### [DIRECTIONS FOR THIS TASK]
Using the records below, locate all lines containing "CString" and return them.

--- START ---

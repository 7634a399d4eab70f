use super::base_stream::BaseStream;
use super::error::{PDFError, PDFResult};
use std::rc::Rc;

/// An in-memory stream.
///
/// Holds data that is already materialised: decoded cross-reference
/// streams, decompressed object streams and test input. Sub-streams share
/// the buffer.
pub struct Stream {
    data: Rc<[u8]>,
    cursor: usize,
    range: std::ops::Range<usize>,
}

impl Stream {
    /// Creates a stream over the whole of `bytes`.
    pub fn from_bytes(bytes: Vec<u8>) -> Self {
        let range = 0..bytes.len();
        Stream {
            data: bytes.into(),
            cursor: 0,
            range,
        }
    }
}

impl BaseStream for Stream {
    fn length(&self) -> usize {
        self.range.len()
    }

    fn start(&self) -> usize {
        self.range.start
    }

    fn pos(&self) -> usize {
        self.cursor
    }

    fn set_pos(&mut self, pos: usize) -> PDFResult<()> {
        // One past the end is a valid position
        if !(self.range.start..=self.range.end).contains(&pos) {
            return Err(PDFError::InvalidPosition {
                pos,
                length: self.range.len(),
            });
        }
        self.cursor = pos;
        Ok(())
    }

    fn get_byte(&mut self) -> PDFResult<u8> {
        if !self.range.contains(&self.cursor) {
            return Err(PDFError::UnexpectedEndOfStream);
        }
        let byte = self.data[self.cursor];
        self.cursor += 1;
        Ok(byte)
    }

    fn get_bytes(&mut self, length: usize) -> PDFResult<Vec<u8>> {
        let from = self.cursor;
        self.cursor = from.saturating_add(length).min(self.range.end);
        Ok(self.data[from..self.cursor].to_vec())
    }

    fn make_sub_stream(&self, start: usize, length: usize) -> PDFResult<Box<dyn BaseStream>> {
        let end = start.saturating_add(length);
        if start < self.range.start || end > self.range.end {
            return Err(PDFError::InvalidByteRange { begin: start, end });
        }
        Ok(Box::new(Stream {
            data: Rc::clone(&self.data),
            cursor: start,
            range: start..end,
        }))
    }
}

#[cfg(test)]
mod tests {
    use super::*;

    #[test]
    fn test_stream_creation() {
        let stream = Stream::from_bytes(vec![1, 2, 3, 4, 5]);

        assert_eq!(stream.length(), 5);
        assert_eq!(stream.pos(), 0);
        assert_eq!(stream.end(), 5);
    }

    #[test]
    fn test_get_byte_and_peek() {
        let mut stream = Stream::from_bytes(vec![10, 20, 30]);

        assert_eq!(stream.peek_byte().unwrap(), 10);
        assert_eq!(stream.pos(), 0);
        assert_eq!(stream.get_byte().unwrap(), 10);
        assert_eq!(stream.get_byte().unwrap(), 20);
        assert_eq!(stream.pos(), 2);
    }

    #[test]
    fn test_get_bytes_stops_at_end() {
        let mut stream = Stream::from_bytes(vec![1, 2, 3]);

        assert_eq!(stream.get_bytes(2).unwrap(), vec![1, 2]);
        assert_eq!(stream.get_bytes(10).unwrap(), vec![3]);
        assert!(stream.get_byte().is_err());
    }

    #[test]
    fn test_sub_stream_uses_absolute_positions() {
        let stream = Stream::from_bytes((1..=10).collect());

        let mut sub = stream.make_sub_stream(2, 4).unwrap();
        assert_eq!(sub.length(), 4);
        assert_eq!(sub.pos(), 2);
        assert_eq!(sub.get_bytes(10).unwrap(), vec![3, 4, 5, 6]);
        assert!(sub.set_pos(1).is_err());
        assert!(stream.make_sub_stream(8, 5).is_err());
    }

    #[test]
    fn test_sub_stream_shares_data() {
        let stream = Stream::from_bytes(vec![0; 16]);
        let _sub1 = stream.make_sub_stream(0, 8).unwrap();
        let _sub2 = stream.make_sub_stream(8, 8).unwrap();

        assert_eq!(Rc::strong_count(&stream.data), 3);
    }

    #[test]
    fn test_get_byte_range_restores_position() {
        let mut stream = Stream::from_bytes(b"hello world".to_vec());
        stream.set_pos(3).unwrap();

        assert_eq!(stream.get_byte_range(6, 11).unwrap(), b"world".to_vec());
        assert_eq!(stream.pos(), 3);
    }
}
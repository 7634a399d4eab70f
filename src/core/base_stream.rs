use super::error::{PDFError, PDFResult};

/// Byte access shared by every stream the parser reads.
///
/// Implemented by [`Stream`](super::Stream) for data held in memory and by
/// [`BlockStream`](super::BlockStream) for file data fetched through the
/// engine's file-access callback.
///
/// A stream is a window `[start, start + length)` over its data and all
/// positions are absolute offsets into that data.
pub trait BaseStream {
    fn length(&self) -> usize;

    /// Absolute offset where the window begins.
    fn start(&self) -> usize;

    fn pos(&self) -> usize;

    /// Moves to `pos`, which may be one past the last byte.
    fn set_pos(&mut self, pos: usize) -> PDFResult<()>;

    /// Reads one byte, or fails with [`PDFError::UnexpectedEndOfStream`] at
    /// the end of the window.
    fn get_byte(&mut self) -> PDFResult<u8>;

    /// Reads up to `length` bytes. Fewer come back only at the end of the
    /// window.
    fn get_bytes(&mut self, length: usize) -> PDFResult<Vec<u8>>;

    /// A stream over `[start, start + length)` sharing this one's data.
    fn make_sub_stream(&self, start: usize, length: usize) -> PDFResult<Box<dyn BaseStream>>;

    /// Absolute offset one past the last byte of the window.
    fn end(&self) -> usize {
        self.start() + self.length()
    }

    fn peek_byte(&mut self) -> PDFResult<u8> {
        let at = self.pos();
        let byte = self.get_byte()?;
        self.set_pos(at)?;
        Ok(byte)
    }

    /// Reads `[begin, end)` and restores the current position.
    fn get_byte_range(&mut self, begin: usize, end: usize) -> PDFResult<Vec<u8>> {
        if begin > end || begin < self.start() || end > self.end() {
            return Err(PDFError::InvalidByteRange { begin, end });
        }
        let at = self.pos();
        self.set_pos(begin)?;
        let bytes = self.get_bytes(end - begin);
        self.set_pos(at)?;
        bytes
    }
}
//! The native PDF engine: stream access, syntax, cross-reference data,
//! security and the page tree.
//!
//! Nothing in here knows about byte sources or handles. It reads the file
//! exclusively through a [`BaseStream`], which in production is a
//! [`BlockStream`] calling back across the engine boundary.

pub mod base_stream;
pub mod block_stream;
pub mod chunk_manager;
pub mod crypto;
pub mod decode;
pub mod document;
pub mod encryption;
pub mod error;
pub mod lexer;
pub mod page;
pub mod parser;
pub mod stream;
pub mod xref;

pub use base_stream::BaseStream;
pub use block_stream::{BlockStream, CallbackLoader};
pub use chunk_manager::{ChunkLoader, ChunkManager, DEFAULT_CHUNK_SIZE, DEFAULT_MAX_CACHED_CHUNKS};
pub use document::PDFDocument;
pub use error::{PDFError, PDFResult};
pub use lexer::{Lexer, Token};
pub use page::{Page, PageTree};
pub use parser::{Dict, PDFObject, Parser};
pub use stream::Stream;
pub use xref::{XRef, XRefEntry};
//! Options for opening documents.

use crate::core::{DEFAULT_CHUNK_SIZE, DEFAULT_MAX_CACHED_CHUNKS};
use crate::engine::NativeEngine;
use crate::handle::{DocumentHandle, Input};
use crate::source::ByteSource;
use crate::Result;
use std::path::Path;

/// Tuning for the native engine's block cache.
#[derive(Debug, Clone, Copy, PartialEq, Eq)]
pub struct EngineConfig {
    /// Size of each block requested through the read callback, in bytes.
    pub block_size: usize,
    /// Number of blocks kept in memory.
    pub max_cached_blocks: usize,
}

impl Default for EngineConfig {
    fn default() -> Self {
        EngineConfig {
            block_size: DEFAULT_CHUNK_SIZE,
            max_cached_blocks: DEFAULT_MAX_CACHED_CHUNKS,
        }
    }
}

impl EngineConfig {
    /// Copy with both sizes raised to at least 1.
    pub fn normalized(self) -> Self {
        EngineConfig {
            block_size: self.block_size.max(1),
            max_cached_blocks: self.max_cached_blocks.max(1),
        }
    }
}

/// Options for opening a document.
///
/// ```no_run
/// use pdf_x_bridge::OpenOptions;
///
/// let doc = OpenOptions::new()
///     .password("secret")
///     .block_size(16 * 1024)
///     .open_path("report.pdf")?;
/// println!("{} pages", doc.page_count()?);
/// # Ok::<(), pdf_x_bridge::Error>(())
/// ```
#[derive(Debug, Clone, Default)]
pub struct OpenOptions {
    pub password: Option<String>,
    pub engine: EngineConfig,
}

impl OpenOptions {
    pub fn new() -> Self {
        Self::default()
    }

    pub fn password(mut self, password: impl Into<String>) -> Self {
        self.password = Some(password.into());
        self
    }

    pub fn block_size(mut self, block_size: usize) -> Self {
        self.engine.block_size = block_size;
        self
    }

    pub fn max_cached_blocks(mut self, max_cached_blocks: usize) -> Self {
        self.engine.max_cached_blocks = max_cached_blocks;
        self
    }

    /// Opens `input` with the native engine.
    pub fn open<'a>(&self, input: impl Into<Input<'a>>) -> Result<DocumentHandle<'a>> {
        match input.into() {
            Input::Path(path) => self.open_path(path),
            Input::Source(source) => self.open_source(source),
        }
    }

    pub fn open_path(&self, path: impl AsRef<Path>) -> Result<DocumentHandle<'static>> {
        DocumentHandle::open_path_with(self.native_engine(), path.as_ref(), self)
    }

    pub fn open_source<'a>(&self, source: Box<dyn ByteSource + 'a>) -> Result<DocumentHandle<'a>> {
        DocumentHandle::open_with(self.native_engine(), source, self)
    }

    fn native_engine(&self) -> NativeEngine {
        NativeEngine::new(self.engine)
    }
}
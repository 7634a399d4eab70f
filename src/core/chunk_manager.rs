use super::error::{PDFError, PDFResult};
use lru::LruCache;
use rustc_hash::FxHashSet;
use std::num::NonZeroUsize;
use std::rc::Rc;

/// Default chunk size: 64 KiB
pub const DEFAULT_CHUNK_SIZE: usize = 65536;

/// Default number of chunks kept in memory
pub const DEFAULT_MAX_CACHED_CHUNKS: usize = 10;

/// Trait for loading chunks from a data source.
///
/// The native engine has exactly one data source, the file-access callback
/// handed over at load time, but the cache does not care where bytes come
/// from. Tests drive it with an in-memory loader.
pub trait ChunkLoader {
    /// Performs the I/O to fetch chunk `chunk_num`.
    ///
    /// The returned data may be shorter than `chunk_size` for the last chunk.
    fn request_chunk(&mut self, chunk_num: usize) -> PDFResult<Vec<u8>>;

    /// Returns the chunk size in bytes.
    fn chunk_size(&self) -> usize;

    /// Returns the total data length in bytes.
    fn total_length(&self) -> usize;
}

/// Bounded LRU cache of fixed-size chunks.
///
/// Evicted chunks are requested again from the loader. `loaded` remembers
/// every chunk fetched at least once.
pub struct ChunkManager {
    total_length: usize,
    chunk_size: usize,
    cache: LruCache<usize, Rc<[u8]>>,
    loaded: FxHashSet<usize>,
}

impl ChunkManager {
    /// Zero sizes are raised to 1.
    pub fn new(
        total_length: usize,
        chunk_size: Option<usize>,
        max_cached_chunks: Option<usize>,
    ) -> Self {
        let chunk_size = chunk_size.unwrap_or(DEFAULT_CHUNK_SIZE).max(1);
        let capacity = NonZeroUsize::new(max_cached_chunks.unwrap_or(DEFAULT_MAX_CACHED_CHUNKS))
            .unwrap_or(NonZeroUsize::MIN);

        ChunkManager {
            total_length,
            chunk_size,
            cache: LruCache::new(capacity),
            loaded: FxHashSet::default(),
        }
    }

    pub fn length(&self) -> usize {
        self.total_length
    }

    pub fn chunk_size(&self) -> usize {
        self.chunk_size
    }

    pub fn num_chunks(&self) -> usize {
        self.total_length.div_ceil(self.chunk_size)
    }

    pub fn get_chunk_number(&self, pos: usize) -> usize {
        pos / self.chunk_size
    }

    /// Byte range `[begin, end)` covered by `chunk_num`.
    pub fn chunk_range(&self, chunk_num: usize) -> (usize, usize) {
        let begin = chunk_num.saturating_mul(self.chunk_size);
        (begin, begin.saturating_add(self.chunk_size).min(self.total_length))
    }

    /// Stores freshly loaded chunk data, which must cover the whole chunk.
    pub fn on_receive_data(&mut self, chunk_num: usize, chunk: Vec<u8>) -> PDFResult<()> {
        let (begin, end) = self.chunk_range(chunk_num);
        if chunk_num >= self.num_chunks() || chunk.len() != end - begin {
            return Err(PDFError::InvalidByteRange {
                begin,
                end: begin + chunk.len(),
            });
        }

        self.loaded.insert(chunk_num);
        self.cache.put(chunk_num, chunk.into());
        Ok(())
    }

    /// Returns a cached chunk and marks it most recently used.
    pub fn get_chunk(&mut self, chunk_num: usize) -> Option<Rc<[u8]>> {
        self.cache.get(&chunk_num).cloned()
    }

    /// Number of distinct chunks loaded so far, cached or evicted.
    pub fn num_chunks_loaded(&self) -> usize {
        self.loaded.len()
    }

    /// Returns the chunk, requesting it from `loader` on a cache miss.
    pub fn ensure_chunk(
        &mut self,
        loader: &mut dyn ChunkLoader,
        chunk_num: usize,
    ) -> PDFResult<Rc<[u8]>> {
        if let Some(chunk) = self.get_chunk(chunk_num) {
            return Ok(chunk);
        }
        let data = loader.request_chunk(chunk_num)?;
        self.on_receive_data(chunk_num, data)?;
        self.get_chunk(chunk_num)
            .ok_or_else(|| PDFError::Generic(format!("chunk {chunk_num} vanished from cache")))
    }
}
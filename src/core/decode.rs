//! Stream decoding.
//!
//! Only what the document structure needs is supported: FlateDecode with
//! optional PNG predictors, as used by cross-reference and object streams.

use super::error::{PDFError, PDFResult};
use super::parser::{Dict, PDFObject};
use flate2::read::ZlibDecoder;
use std::io::Read;

/// Decodes a FlateDecode (zlib/deflate) compressed stream.
pub fn decode_flate(compressed_data: &[u8]) -> PDFResult<Vec<u8>> {
    let mut decoder = ZlibDecoder::new(compressed_data);
    let mut decompressed = Vec::new();

    decoder
        .read_to_end(&mut decompressed)
        .map_err(|e| PDFError::parse(format!("FlateDecode error: {}", e)))?;

    Ok(decompressed)
}

/// Undoes a PNG predictor (`/Predictor` 10..=15) applied row by row.
///
/// Every row carries a leading filter-type byte, as in the PNG format.
pub fn apply_png_predictor(
    data: &[u8],
    colors: usize,
    bpc: usize,
    columns: usize,
) -> PDFResult<Vec<u8>> {
    let bits_per_pixel = colors
        .checked_mul(bpc)
        .ok_or_else(|| PDFError::parse("PNG predictor pixel size overflows"))?;
    let row_bits = bits_per_pixel
        .checked_mul(columns)
        .ok_or_else(|| PDFError::parse("PNG predictor row width overflows"))?;
    let bpp = bits_per_pixel.div_ceil(8).max(1);
    let row_len = row_bits.div_ceil(8);
    if row_len == 0 {
        return Err(PDFError::parse("PNG predictor with empty rows"));
    }
    // A row wider than the data is a single truncated row
    let row_len = row_len.min(data.len().saturating_sub(1).max(1));

    let mut out = Vec::with_capacity(data.len());
    let mut prev = vec![0u8; row_len];

    for row in data.chunks(row_len + 1) {
        let (filter, raw) = match row.split_first() {
            Some((filter, raw)) => (*filter, raw),
            None => break,
        };
        let mut cur = raw.to_vec();
        cur.resize(row_len, 0);

        for i in 0..row_len {
            let left = if i >= bpp { cur[i - bpp] } else { 0 };
            let up = prev[i];
            let up_left = if i >= bpp { prev[i - bpp] } else { 0 };
            cur[i] = match filter {
                0 => cur[i],
                1 => cur[i].wrapping_add(left),
                2 => cur[i].wrapping_add(up),
                3 => cur[i].wrapping_add(((left as u16 + up as u16) / 2) as u8),
                4 => cur[i].wrapping_add(paeth(left, up, up_left)),
                other => {
                    return Err(PDFError::parse(format!("Unknown PNG filter type {}", other)));
                }
            };
        }

        out.extend_from_slice(&cur[..raw.len().min(row_len)]);
        prev = cur;
    }

    Ok(out)
}

fn paeth(a: u8, b: u8, c: u8) -> u8 {
    let p = a as i16 + b as i16 - c as i16;
    let pa = (p - a as i16).abs();
    let pb = (p - b as i16).abs();
    let pc = (p - c as i16).abs();
    if pa <= pb && pa <= pc {
        a
    } else if pb <= pc {
        b
    } else {
        c
    }
}

/// Decodes stream `data` according to the `/Filter` and `/DecodeParms`
/// entries of its dictionary.
pub fn decode_stream(dict: &Dict, data: &[u8]) -> PDFResult<Vec<u8>> {
    let filters: Vec<&str> = match dict.get("Filter") {
        None | Some(PDFObject::Null) => return Ok(data.to_vec()),
        Some(PDFObject::Name(name)) => vec![name.as_str()],
        Some(PDFObject::Array(items)) => items.iter().filter_map(PDFObject::as_name).collect(),
        Some(other) => {
            return Err(PDFError::parse(format!("Invalid /Filter entry {:?}", other)));
        }
    };
    let params: Vec<Option<&PDFObject>> = match dict.get("DecodeParms") {
        Some(PDFObject::Array(items)) => items.iter().map(Some).collect(),
        Some(obj @ PDFObject::Dictionary(_)) => vec![Some(obj)],
        _ => Vec::new(),
    };

    let mut buffer = data.to_vec();
    for (i, filter) in filters.iter().enumerate() {
        buffer = match *filter {
            "FlateDecode" | "Fl" => {
                let inflated = decode_flate(&buffer)?;
                match params.get(i).copied().flatten() {
                    Some(parms) => apply_predictor(parms, inflated)?,
                    None => inflated,
                }
            }
            other => {
                return Err(PDFError::parse(format!("Unsupported filter: {}", other)));
            }
        };
    }

    Ok(buffer)
}

fn apply_predictor(parms: &PDFObject, data: Vec<u8>) -> PDFResult<Vec<u8>> {
    let int = |key: &str, default: i64| {
        parms
            .get(key)
            .and_then(PDFObject::as_int)
            .unwrap_or(default)
    };
    let predictor = int("Predictor", 1);

    match predictor {
        1 => Ok(data),
        10..=15 => apply_png_predictor(
            &data,
            int("Colors", 1).max(1) as usize,
            int("BitsPerComponent", 8).max(1) as usize,
            int("Columns", 1).max(1) as usize,
        ),
        other => Err(PDFError::parse(format!("Unsupported predictor {}", other))),
    }
}
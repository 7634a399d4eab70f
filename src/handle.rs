//! Document handles: opening, validation, queries and release.

use crate::bridge::{self, BlockStats, PinnedReader};
use crate::config::OpenOptions;
use crate::engine::{Engine, NativeEngine, RawDocument};
use crate::error::{Context, Error, Result, translate};
use crate::source::{ByteSource, PathSource};
use std::ffi::CString;
use std::os::raw::c_int;
use std::path::{Path, PathBuf};

/// Lifecycle of a [`DocumentHandle`].
///
/// Only `Open` and `Closed` handles are ever returned to callers; the other
/// states exist while [`DocumentHandle::open_with`] runs.
#[derive(Debug, Clone, Copy, PartialEq, Eq)]
pub enum State {
    Unopened,
    Opening,
    Open,
    Closed,
    Failed,
}

/// What to open: a filesystem path or a caller-provided source.
pub enum Input<'a> {
    Path(PathBuf),
    Source(Box<dyn ByteSource + 'a>),
}

impl From<&Path> for Input<'_> {
    fn from(path: &Path) -> Self {
        Input::Path(path.to_path_buf())
    }
}

impl From<PathBuf> for Input<'_> {
    fn from(path: PathBuf) -> Self {
        Input::Path(path)
    }
}

impl From<&str> for Input<'_> {
    fn from(path: &str) -> Self {
        Input::Path(PathBuf::from(path))
    }
}

impl<'a> From<Box<dyn ByteSource + 'a>> for Input<'a> {
    fn from(source: Box<dyn ByteSource + 'a>) -> Self {
        Input::Source(source)
    }
}

/// An open PDF document.
///
/// Owns the engine document, the bridge serving its block reads and the byte
/// source behind the bridge. They are released in that order by
/// [`close`](Self::close) or on drop. The handle is neither `Send` nor
/// `Sync`.
pub struct DocumentHandle<'a, E: Engine = NativeEngine> {
    engine: E,
    doc: Option<RawDocument>,
    bridge: Option<PinnedReader<'a>>,
    file_len: u64,
    state: State,
}

impl<'a, E: Engine> DocumentHandle<'a, E> {
    /// Opens `source` with `engine`.
    ///
    /// The source is checked for the operations it needs and its length is
    /// probed before the engine sees it. The document must report at least
    /// one page. On any failure everything acquired so far is released,
    /// including closing the source.
    pub fn open_with(
        engine: E,
        mut source: Box<dyn ByteSource + 'a>,
        options: &OpenOptions,
    ) -> Result<Self> {
        let mut state = State::Unopened;
        log::debug!("state {:?}: checking byte source", state);

        let (file_len, password) = match Self::prepare(source.as_mut(), options) {
            Ok(prepared) => prepared,
            Err(error) => {
                if let Err(close_error) = source.close() {
                    log::debug!("closing rejected source failed: {close_error}");
                }
                return Err(error);
            }
        };

        state = State::Opening;
        let bridge = PinnedReader::new(source, file_len);
        let access = bridge.access_ptr();
        let mut handle = DocumentHandle {
            engine,
            doc: None,
            bridge: Some(bridge),
            file_len,
            state,
        };
        log::debug!(
            "state {:?}: loading {} bytes{}",
            handle.state,
            file_len,
            if password.is_some() { " with password" } else { "" }
        );

        // SAFETY: the bridge stays allocated, at the same address, until
        // `release` has closed the document.
        let loaded = unsafe { handle.engine.load_custom_document(access, password.as_deref()) };

        let Some(doc) = loaded else {
            let error = handle.engine_error(None);
            handle.fail();
            return Err(error);
        };
        handle.doc = Some(doc);
        handle.state = State::Open;

        // SAFETY: `doc` was just returned by this engine.
        let count = unsafe { handle.engine.page_count(doc) };
        if count < 1 {
            handle.fail();
            return Err(Error::PageCountInvalid { count });
        }

        log::debug!("state {:?}: {} pages", handle.state, count);
        Ok(handle)
    }

    /// Runs the checks that need nothing but the source and the options.
    fn prepare(
        source: &mut dyn ByteSource,
        options: &OpenOptions,
    ) -> Result<(u64, Option<CString>)> {
        bridge::check_capabilities(source)?;
        let file_len = bridge::probe_length(source)?;
        let password = options
            .password
            .as_deref()
            .map(CString::new)
            .transpose()
            .map_err(|_| Error::InvalidPassword)?;
        Ok((file_len, password))
    }

    /// Opens the file at `path` with `engine`.
    pub fn open_path_with(
        engine: E,
        path: &Path,
        options: &OpenOptions,
    ) -> Result<DocumentHandle<'static, E>> {
        let source = PathSource::open(path)?;
        DocumentHandle::open_with(engine, Box::new(source), options)
    }

    /// Translates the engine's last error, picking up any failure the bridge
    /// recorded.
    fn engine_error(&self, page: Option<usize>) -> Error {
        let code = self.engine.last_error();
        let io_failure = self.bridge.as_ref().and_then(PinnedReader::take_failure);
        translate(code, Context { io_failure, page })
    }

    fn fail(&mut self) {
        if let Err(error) = self.release() {
            log::debug!("release after failed open: {error}");
        }
        self.state = State::Failed;
        log::debug!("state {:?}", self.state);
    }

    /// Closes the document, then frees the bridge, then closes the source.
    fn release(&mut self) -> Result<()> {
        if let Some(doc) = self.doc.take() {
            // SAFETY: `doc` came from this engine and is dropped from `self`.
            unsafe { self.engine.close_document(doc) };
        }
        match self.bridge.take() {
            Some(bridge) => bridge.into_source().close().map_err(Error::Io),
            None => Ok(()),
        }
    }

    /// Releases everything. Closing an already closed handle does nothing.
    pub fn close(&mut self) -> Result<()> {
        if self.state == State::Closed {
            return Ok(());
        }
        let result = self.release();
        self.state = State::Closed;
        log::debug!("state {:?}", self.state);
        result
    }

    fn document(&self) -> Result<RawDocument> {
        match (self.state, self.doc) {
            (State::Open, Some(doc)) => Ok(doc),
            _ => Err(Error::Closed),
        }
    }

    /// Number of pages, at least 1.
    pub fn page_count(&self) -> Result<usize> {
        let doc = self.document()?;
        // SAFETY: `doc` is open.
        let count = unsafe { self.engine.page_count(doc) };
        usize::try_from(count)
            .ok()
            .filter(|&n| n >= 1)
            .ok_or(Error::PageCountInvalid { count })
    }

    /// Width and height in points of page `index`, with rotation applied.
    pub fn page_size(&self, index: usize) -> Result<(f64, f64)> {
        let doc = self.document()?;
        let count = self.page_count()?;
        if index >= count {
            return Err(Error::PageIndex { index, count });
        }
        let engine_index = c_int::try_from(index).map_err(|_| Error::PageIndex { index, count })?;

        // SAFETY: `doc` is open.
        match unsafe { self.engine.page_size(doc, engine_index) } {
            Some(size) => Ok(size),
            None => Err(self.engine_error(Some(index))),
        }
    }

    /// Block requests served so far.
    pub fn block_stats(&self) -> Result<BlockStats> {
        self.document()?;
        self.bridge.as_ref().map(PinnedReader::stats).ok_or(Error::Closed)
    }

    /// Total length of the source in bytes.
    pub fn file_len(&self) -> Result<u64> {
        self.document()?;
        Ok(self.file_len)
    }

    pub fn state(&self) -> State {
        self.state
    }

    pub fn is_open(&self) -> bool {
        self.state == State::Open
    }

    pub fn engine(&self) -> &E {
        &self.engine
    }
}

impl<E: Engine> Drop for DocumentHandle<'_, E> {
    fn drop(&mut self) {
        if let Err(error) = self.close() {
            log::debug!("error while dropping document: {error}");
        }
    }
}

impl<E: Engine> std::fmt::Debug for DocumentHandle<'_, E> {
    fn fmt(&self, f: &mut std::fmt::Formatter<'_>) -> std::fmt::Result {
        f.debug_struct("DocumentHandle")
            .field("state", &self.state)
            .field("file_len", &self.file_len)
            .finish_non_exhaustive()
    }
}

--- END ---

### [OUTPUT FOR THIS EXERCISE]
use std::ffi::CString;
    ) -> Result<(u64, Option<CString>)> {
            .map(CString::new)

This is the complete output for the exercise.